To comply with this provision, the WTO Secretariat established a list of contact points in the administration of members and the World Customs Organisation has established a database to facilitate the exchange of information regarding cross-border trade in goods which infringe intellectual property rights (Gervais 2003, p. 360). Overall, there are provisions within the TRIPS Agreement itself for assistance and cooperation regarding implementation of TRIPS provisions. However, there is some dispute over the effectiveness of some of these measures and in general, there is a perception that developed countries could do more to assist developing country members.

In terms of reporting, the main requirement is created by Article 63 of the TRIPS Agreement which concerns transparency. Article 63(2) of the TRIPS Agreement provides that members shall notify relevant laws and regulations to the Council for TRIPS “in order to assist that Council in its review of the operation of this Agreement.” Relevant laws and regulations can also include final judicial decisions and administrative rulings which pertain to the subject matter of the TRIPS Agreement (Article 63(1)). There are also further reporting requirements contained in TRIPS, such as the requirement to notify contact points under Article 69 or notification of certain options relating to national treatment under Article 3. The TRIPS Council may also ask for notification regarding a member’s involvement in cooperation under Article 67.
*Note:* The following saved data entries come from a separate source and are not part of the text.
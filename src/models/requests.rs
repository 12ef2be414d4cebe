//! Request bodies sent to the remote service
//!
//! Defines the JSON shape of every write and bulk read.

use serde::Serialize;

/// Body of `profiles/bulk`.
#[derive(Debug, Clone, Serialize)]
pub struct BulkProfilesRequest {
    pub ids: Vec<String>,
}

/// Body of `{user}/notifications/read`.
#[derive(Debug, Clone, Serialize)]
#[serde(rename_all = "camelCase")]
pub struct MarkReadRequest {
    pub community_id: String,
    pub channel_id: String,
}

/// Body of `{community}/channels/reorder` and `{community}/categories/reorder`.
///
/// `category_id` is the moved item's new parent; always null for categories.
#[derive(Debug, Clone, Serialize)]
#[serde(rename_all = "camelCase")]
pub struct ReorderRequest {
    pub id: String,
    pub category_id: Option<String>,
    pub order_id: u32,
}

#[cfg(test)]
mod tests {
    use super::*;
    use serde_json::json;

    #[test]
    fn test_reorder_request_serialize() {
        let body = ReorderRequest {
            id: "c3".to_string(),
            category_id: Some("X".to_string()),
            order_id: 1,
        };
        assert_eq!(
            serde_json::to_value(&body).unwrap(),
            json!({"id": "c3", "categoryId": "X", "orderId": 1})
        );
    }

    #[test]
    fn test_mark_read_request_serialize() {
        let body = MarkReadRequest {
            community_id: "s1".to_string(),
            channel_id: "c1".to_string(),
        };
        assert_eq!(
            serde_json::to_value(&body).unwrap(),
            json!({"communityId": "s1", "channelId": "c1"})
        );
    }
}
//! lifecycle-sentinel
//!
//! Node-termination lifecycle controller.
//!
//! ## Usage
//!
//! ```bash
//! # Watch a queue and drain terminating nodes
//! lifecycle-sentinel serve --region us-west-2 --queue-name lifecycle-hooks
//!
//! # Local development against a kubeconfig
//! lifecycle-sentinel serve --region us-west-2 --queue-name lifecycle-hooks \
//!     --local-mode ~/.kube/config --with-deregister false
//! ```

use std::path::Path;
use std::sync::Arc;

use anyhow::Context;
use clap::{Parser, Subcommand};
use kube::config::{KubeConfigOptions, Kubeconfig};
use lifecycle_sentinel::{
    AutoScalingGroups, ClassicBalancerService, KubeClusterNodes, KubectlRunner, Manager, Services,
    Settings, SqsQueue, TargetGroupService,
};
use tracing_subscriber::{layer::SubscriberExt, util::SubscriberInitExt};

#[derive(Parser)]
#[command(name = "lifecycle-sentinel")]
#[command(about = "Node-termination lifecycle controller", long_about = None)]
struct Cli {
    #[command(subcommand)]
    command: Commands,
}

#[derive(Subcommand)]
enum Commands {
    /// Start watching lifecycle events for a given queue
    Serve {
        /// Absolute path to a kubeconfig, uses in-cluster auth when unset
        #[arg(long)]
        local_mode: Option<String>,

        /// AWS region to operate in
        #[arg(long)]
        region: String,

        /// Name of the queue to consume lifecycle hooks from
        #[arg(long)]
        queue_name: String,

        /// Path to the kubectl binary
        #[arg(long, default_value = "/usr/local/bin/kubectl")]
        kubectl_path: String,

        /// Logging level (info, warn, debug)
        #[arg(long, default_value = "info")]
        log_level: String,

        /// Hard time limit in seconds for a node drain
        #[arg(long, default_value_t = 300)]
        drain_timeout: i64,

        /// Interval in seconds between drain retries
        #[arg(long, default_value_t = 30)]
        drain_interval: i64,

        /// Interval in seconds for queue long polling
        #[arg(long, default_value_t = 10)]
        polling_interval: i64,

        /// Deregister terminating instances from load balancer pools
        #[arg(long, default_value_t = true, action = clap::ArgAction::Set)]
        with_deregister: bool,
    },
}

#[tokio::main]
async fn main() -> anyhow::Result<()> {
    let cli = Cli::parse();

    match cli.command {
        Commands::Serve {
            local_mode,
            region,
            queue_name,
            kubectl_path,
            log_level,
            drain_timeout,
            drain_interval,
            polling_interval,
            with_deregister,
        } => {
            serve(
                local_mode,
                region,
                queue_name,
                kubectl_path,
                log_level,
                drain_timeout,
                drain_interval,
                polling_interval,
                with_deregister,
            )
            .await
        }
    }
}

#[allow(clippy::too_many_arguments)]
async fn serve(
    local_mode: Option<String>,
    region: String,
    queue_name: String,
    kubectl_path: String,
    log_level: String,
    drain_timeout: i64,
    drain_interval: i64,
    polling_interval: i64,
    with_deregister: bool,
) -> anyhow::Result<()> {
    tracing_subscriber::registry()
        .with(
            tracing_subscriber::EnvFilter::try_from_default_env().unwrap_or_else(|_| {
                tracing_subscriber::EnvFilter::new(format!(
                    "lifecycle_sentinel={log_level},{log_level}"
                ))
            }),
        )
        .with(tracing_subscriber::fmt::layer())
        .init();

    if !Path::new(&kubectl_path).exists() {
        anyhow::bail!("provided kubectl path does not exist: {kubectl_path}");
    }
    if let Some(ref kubeconfig) = local_mode {
        if !Path::new(kubeconfig).exists() {
            anyhow::bail!("provided kubeconfig path does not exist: {kubeconfig}");
        }
    }

    let aws_config = aws_config::defaults(aws_config::BehaviorVersion::latest())
        .region(aws_config::Region::new(region.clone()))
        .load()
        .await;

    let kube_client = match local_mode {
        Some(path) => {
            let kubeconfig = Kubeconfig::read_from(&path)
                .with_context(|| format!("cannot load kubernetes config from '{path}'"))?;
            let config =
                kube::Config::from_custom_kubeconfig(kubeconfig, &KubeConfigOptions::default())
                    .await
                    .context("cannot build kubernetes config")?;
            kube::Client::try_from(config).context("cannot create kubernetes client")?
        }
        None => kube::Client::try_default()
            .await
            .context("cannot load kubernetes config from in-cluster environment")?,
    };

    let services = Services {
        scaling: Arc::new(AutoScalingGroups::new(aws_sdk_autoscaling::Client::new(
            &aws_config,
        ))),
        queue: Arc::new(SqsQueue::new(aws_sdk_sqs::Client::new(&aws_config))),
        target_groups: Arc::new(TargetGroupService::new(
            aws_sdk_elasticloadbalancingv2::Client::new(&aws_config),
        )),
        classic_balancers: Arc::new(ClassicBalancerService::new(
            aws_sdk_elasticloadbalancing::Client::new(&aws_config),
        )),
        cluster: Arc::new(KubeClusterNodes::new(kube_client)),
        drainer: Arc::new(KubectlRunner::new(kubectl_path.clone())),
    };

    let settings = Settings {
        region,
        queue_name,
        kubectl_path,
        drain_timeout_seconds: drain_timeout,
        drain_retry_interval_seconds: drain_interval,
        polling_interval_seconds: polling_interval,
        with_deregister,
        ..Settings::default()
    };

    let manager = Arc::new(Manager::new(services, settings));
    manager
        .start()
        .await
        .context("lifecycle-sentinel service failed")
}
It is clear that the notification requirements arising from the TRIPS Agreement are not insignificant. For example, notifications of laws and regulations under Article 63 include: the texts of all relevant laws and regulations in their original language; translations into one official WTO language; a listing of “other laws and regulations” in a specific format; as well as responses to a checklist regarding the law and practice of enforcement (World Trade Organisation 1996, p. 4). However, the Council for TRIPS also recognises that the notification requirements may constitute a considerable burden for some members; consequently, “procedures were adopted to attempt to reduce the burdens for Members in preparing them as well as for the Secretariat in processing them” (World Trade Organisation 1996).

Therefore, the reporting requirements of the TRIPS Agreement may operate against full compliance despite some allowances made by the TRIPS Council. Although it is clearly necessary for members to inform the Council for TRIPS of laws and regulations affecting IP rights, some members, especially developing country members, may struggle to fulfil their reporting obligations, especially when combined with various other reporting requirements of the WTO. It may be necessary to offer further assistance to support some members in fulfilling these reporting requirements, such as the WIPO assistance with translation of laws and regulations into a WTO language for the purposes of Article 63.2.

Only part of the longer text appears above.